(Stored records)
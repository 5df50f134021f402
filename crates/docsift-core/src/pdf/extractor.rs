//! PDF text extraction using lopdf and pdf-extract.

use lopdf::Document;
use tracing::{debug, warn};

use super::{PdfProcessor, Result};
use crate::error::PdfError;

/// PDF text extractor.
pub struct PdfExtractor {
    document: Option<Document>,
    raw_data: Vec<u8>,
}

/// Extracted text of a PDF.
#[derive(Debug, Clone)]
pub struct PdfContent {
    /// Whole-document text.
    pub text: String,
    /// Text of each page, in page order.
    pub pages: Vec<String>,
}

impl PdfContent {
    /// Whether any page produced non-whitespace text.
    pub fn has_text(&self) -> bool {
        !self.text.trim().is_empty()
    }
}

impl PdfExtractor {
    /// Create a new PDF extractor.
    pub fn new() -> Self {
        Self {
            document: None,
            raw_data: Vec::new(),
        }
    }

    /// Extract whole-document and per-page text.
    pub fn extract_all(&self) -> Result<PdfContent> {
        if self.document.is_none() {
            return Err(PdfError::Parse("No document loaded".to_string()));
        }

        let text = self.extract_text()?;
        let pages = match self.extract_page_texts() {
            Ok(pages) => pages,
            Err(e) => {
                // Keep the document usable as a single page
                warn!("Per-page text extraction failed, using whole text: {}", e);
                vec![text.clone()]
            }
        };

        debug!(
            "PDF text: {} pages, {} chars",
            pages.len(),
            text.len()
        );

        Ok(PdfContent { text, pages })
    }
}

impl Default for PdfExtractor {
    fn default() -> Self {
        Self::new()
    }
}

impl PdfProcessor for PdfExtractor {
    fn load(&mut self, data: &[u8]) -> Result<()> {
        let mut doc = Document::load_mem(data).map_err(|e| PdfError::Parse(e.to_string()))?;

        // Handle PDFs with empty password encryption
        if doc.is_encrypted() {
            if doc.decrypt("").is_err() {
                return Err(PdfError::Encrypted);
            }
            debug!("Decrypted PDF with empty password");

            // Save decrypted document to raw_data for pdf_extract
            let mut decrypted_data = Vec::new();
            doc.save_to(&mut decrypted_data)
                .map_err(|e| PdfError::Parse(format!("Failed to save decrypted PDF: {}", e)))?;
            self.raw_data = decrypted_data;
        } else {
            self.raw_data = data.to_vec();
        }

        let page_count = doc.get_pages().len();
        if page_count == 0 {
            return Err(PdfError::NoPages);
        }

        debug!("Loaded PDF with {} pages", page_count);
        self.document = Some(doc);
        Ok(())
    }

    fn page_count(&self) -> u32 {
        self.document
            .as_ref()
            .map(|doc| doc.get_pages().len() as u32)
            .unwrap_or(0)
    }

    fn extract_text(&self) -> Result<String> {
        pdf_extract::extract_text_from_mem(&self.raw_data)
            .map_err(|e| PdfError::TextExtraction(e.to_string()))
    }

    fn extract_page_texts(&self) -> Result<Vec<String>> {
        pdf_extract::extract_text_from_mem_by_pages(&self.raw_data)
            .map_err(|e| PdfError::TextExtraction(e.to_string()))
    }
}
...
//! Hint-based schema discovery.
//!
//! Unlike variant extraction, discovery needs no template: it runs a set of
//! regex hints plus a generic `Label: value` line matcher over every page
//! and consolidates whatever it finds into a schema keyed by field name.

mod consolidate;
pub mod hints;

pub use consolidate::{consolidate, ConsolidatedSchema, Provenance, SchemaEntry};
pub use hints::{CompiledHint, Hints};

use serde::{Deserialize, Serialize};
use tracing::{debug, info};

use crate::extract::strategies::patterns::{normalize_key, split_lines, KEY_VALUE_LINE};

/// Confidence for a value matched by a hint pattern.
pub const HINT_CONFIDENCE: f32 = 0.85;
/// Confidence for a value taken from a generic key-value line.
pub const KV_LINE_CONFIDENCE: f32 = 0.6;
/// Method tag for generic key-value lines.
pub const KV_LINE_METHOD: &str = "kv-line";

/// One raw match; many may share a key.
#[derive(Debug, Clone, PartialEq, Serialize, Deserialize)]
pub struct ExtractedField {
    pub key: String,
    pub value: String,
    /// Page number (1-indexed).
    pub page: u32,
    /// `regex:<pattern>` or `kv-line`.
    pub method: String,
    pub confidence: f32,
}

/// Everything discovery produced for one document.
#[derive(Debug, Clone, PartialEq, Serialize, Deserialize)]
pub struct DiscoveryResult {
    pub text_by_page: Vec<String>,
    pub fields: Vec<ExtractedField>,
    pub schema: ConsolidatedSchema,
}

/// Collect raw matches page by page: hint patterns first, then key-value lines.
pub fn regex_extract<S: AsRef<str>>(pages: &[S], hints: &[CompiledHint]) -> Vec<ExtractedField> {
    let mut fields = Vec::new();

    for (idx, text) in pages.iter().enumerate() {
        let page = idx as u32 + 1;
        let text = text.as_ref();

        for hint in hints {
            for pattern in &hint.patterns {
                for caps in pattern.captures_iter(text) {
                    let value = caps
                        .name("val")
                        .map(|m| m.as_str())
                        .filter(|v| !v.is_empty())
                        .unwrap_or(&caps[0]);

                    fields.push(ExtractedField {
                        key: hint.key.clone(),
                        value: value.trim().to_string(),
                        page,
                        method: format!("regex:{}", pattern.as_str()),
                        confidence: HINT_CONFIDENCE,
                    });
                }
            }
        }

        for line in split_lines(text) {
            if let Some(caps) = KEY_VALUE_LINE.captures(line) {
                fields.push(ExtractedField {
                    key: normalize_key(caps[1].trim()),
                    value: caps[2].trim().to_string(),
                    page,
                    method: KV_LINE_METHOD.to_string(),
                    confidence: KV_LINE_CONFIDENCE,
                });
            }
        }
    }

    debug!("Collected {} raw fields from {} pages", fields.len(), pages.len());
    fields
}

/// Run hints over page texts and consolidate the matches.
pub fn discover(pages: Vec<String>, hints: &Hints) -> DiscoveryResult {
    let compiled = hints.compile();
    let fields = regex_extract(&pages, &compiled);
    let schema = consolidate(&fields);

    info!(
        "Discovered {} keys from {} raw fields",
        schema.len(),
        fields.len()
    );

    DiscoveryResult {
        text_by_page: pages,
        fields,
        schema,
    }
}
...
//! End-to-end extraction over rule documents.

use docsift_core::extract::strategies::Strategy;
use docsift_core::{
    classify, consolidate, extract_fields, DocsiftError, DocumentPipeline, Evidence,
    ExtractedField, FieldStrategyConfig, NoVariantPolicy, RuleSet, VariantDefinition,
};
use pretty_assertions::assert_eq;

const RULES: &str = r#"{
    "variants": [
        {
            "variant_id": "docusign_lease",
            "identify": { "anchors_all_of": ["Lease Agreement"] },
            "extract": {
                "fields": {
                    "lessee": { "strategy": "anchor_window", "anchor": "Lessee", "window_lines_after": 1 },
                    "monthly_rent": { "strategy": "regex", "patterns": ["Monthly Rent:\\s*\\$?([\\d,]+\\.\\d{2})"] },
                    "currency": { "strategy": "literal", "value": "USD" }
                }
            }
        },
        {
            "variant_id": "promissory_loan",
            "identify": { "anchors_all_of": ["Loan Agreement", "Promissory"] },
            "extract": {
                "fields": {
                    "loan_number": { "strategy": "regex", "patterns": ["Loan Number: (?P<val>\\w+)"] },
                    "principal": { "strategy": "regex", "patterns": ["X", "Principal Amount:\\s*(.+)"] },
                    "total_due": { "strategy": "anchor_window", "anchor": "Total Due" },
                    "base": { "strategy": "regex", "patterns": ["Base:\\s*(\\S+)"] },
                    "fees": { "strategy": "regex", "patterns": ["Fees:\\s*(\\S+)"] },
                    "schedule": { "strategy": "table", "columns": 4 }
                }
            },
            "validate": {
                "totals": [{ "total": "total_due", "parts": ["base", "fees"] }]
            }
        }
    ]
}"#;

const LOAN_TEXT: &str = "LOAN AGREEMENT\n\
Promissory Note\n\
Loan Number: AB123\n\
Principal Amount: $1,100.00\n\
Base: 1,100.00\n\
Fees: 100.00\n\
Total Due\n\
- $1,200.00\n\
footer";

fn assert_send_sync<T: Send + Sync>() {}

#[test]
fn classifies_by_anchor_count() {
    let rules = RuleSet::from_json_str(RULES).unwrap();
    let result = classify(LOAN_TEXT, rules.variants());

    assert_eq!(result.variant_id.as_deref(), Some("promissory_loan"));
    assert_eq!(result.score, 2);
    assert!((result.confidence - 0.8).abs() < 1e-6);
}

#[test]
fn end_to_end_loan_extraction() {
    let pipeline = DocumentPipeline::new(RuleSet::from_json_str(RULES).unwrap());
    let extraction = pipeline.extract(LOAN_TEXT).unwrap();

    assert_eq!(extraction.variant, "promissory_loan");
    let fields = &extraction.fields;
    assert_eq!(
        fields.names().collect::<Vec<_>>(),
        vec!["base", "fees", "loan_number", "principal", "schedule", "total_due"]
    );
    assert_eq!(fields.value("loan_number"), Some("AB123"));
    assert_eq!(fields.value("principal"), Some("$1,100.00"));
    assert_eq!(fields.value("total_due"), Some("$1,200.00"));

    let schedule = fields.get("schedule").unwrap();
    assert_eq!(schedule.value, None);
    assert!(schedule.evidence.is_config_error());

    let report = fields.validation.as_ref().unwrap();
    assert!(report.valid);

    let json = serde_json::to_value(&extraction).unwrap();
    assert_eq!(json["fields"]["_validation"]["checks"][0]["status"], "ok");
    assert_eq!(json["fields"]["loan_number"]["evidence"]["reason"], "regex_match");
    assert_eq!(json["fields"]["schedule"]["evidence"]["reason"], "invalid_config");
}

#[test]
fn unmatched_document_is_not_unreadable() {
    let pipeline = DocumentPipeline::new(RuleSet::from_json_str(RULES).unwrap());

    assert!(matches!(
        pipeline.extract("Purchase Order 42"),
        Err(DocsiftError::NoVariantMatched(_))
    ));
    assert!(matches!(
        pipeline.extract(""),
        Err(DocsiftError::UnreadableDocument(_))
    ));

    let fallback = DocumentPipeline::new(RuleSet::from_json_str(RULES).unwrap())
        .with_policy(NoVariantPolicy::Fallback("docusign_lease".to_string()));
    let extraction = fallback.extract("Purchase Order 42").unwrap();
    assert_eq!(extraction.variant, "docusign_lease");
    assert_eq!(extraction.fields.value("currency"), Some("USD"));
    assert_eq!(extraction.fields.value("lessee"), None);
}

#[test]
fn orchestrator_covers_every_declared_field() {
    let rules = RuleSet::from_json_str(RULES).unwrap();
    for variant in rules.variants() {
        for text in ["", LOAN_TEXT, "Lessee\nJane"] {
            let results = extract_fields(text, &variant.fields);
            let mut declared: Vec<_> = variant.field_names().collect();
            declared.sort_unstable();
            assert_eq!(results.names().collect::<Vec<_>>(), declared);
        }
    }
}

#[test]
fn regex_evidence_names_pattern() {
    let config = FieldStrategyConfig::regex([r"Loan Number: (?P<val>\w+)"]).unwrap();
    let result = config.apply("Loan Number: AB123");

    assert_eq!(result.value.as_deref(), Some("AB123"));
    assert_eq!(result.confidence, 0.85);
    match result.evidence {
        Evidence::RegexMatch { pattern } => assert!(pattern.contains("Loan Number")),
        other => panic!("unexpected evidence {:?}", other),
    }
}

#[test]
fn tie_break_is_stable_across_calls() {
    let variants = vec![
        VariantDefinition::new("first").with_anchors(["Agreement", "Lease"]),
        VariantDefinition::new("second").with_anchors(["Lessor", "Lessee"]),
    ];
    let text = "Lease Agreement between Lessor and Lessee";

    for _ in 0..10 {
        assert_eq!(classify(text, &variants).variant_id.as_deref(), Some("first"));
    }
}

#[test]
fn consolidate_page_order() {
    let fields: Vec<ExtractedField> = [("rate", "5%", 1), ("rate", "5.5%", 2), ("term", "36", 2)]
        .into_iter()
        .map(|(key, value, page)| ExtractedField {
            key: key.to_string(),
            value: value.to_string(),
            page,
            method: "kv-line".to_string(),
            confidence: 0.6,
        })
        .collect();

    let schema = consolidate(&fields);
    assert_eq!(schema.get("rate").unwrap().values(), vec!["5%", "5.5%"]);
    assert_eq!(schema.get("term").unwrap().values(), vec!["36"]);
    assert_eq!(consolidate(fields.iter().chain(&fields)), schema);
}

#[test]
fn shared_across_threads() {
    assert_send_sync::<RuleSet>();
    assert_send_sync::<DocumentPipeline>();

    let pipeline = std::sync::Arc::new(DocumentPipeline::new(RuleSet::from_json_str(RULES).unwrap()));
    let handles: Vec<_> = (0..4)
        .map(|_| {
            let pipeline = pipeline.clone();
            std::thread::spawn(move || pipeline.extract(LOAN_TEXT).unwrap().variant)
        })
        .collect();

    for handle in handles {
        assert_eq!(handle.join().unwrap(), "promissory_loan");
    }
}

- Task directions -
Using the records above, pull out each line where the word "schedule" occurs.

- Response to the exercise -
                    "schedule": { "strategy": "table", "columns": 4 }
        vec!["base", "fees", "loan_number", "principal", "schedule", "total_due"]
    let schedule = fields.get("schedule").unwrap();
    assert_eq!(schedule.value, None);
    assert!(schedule.evidence.is_config_error());
    assert_eq!(json["fields"]["schedule"]["evidence"]["reason"], "invalid_config");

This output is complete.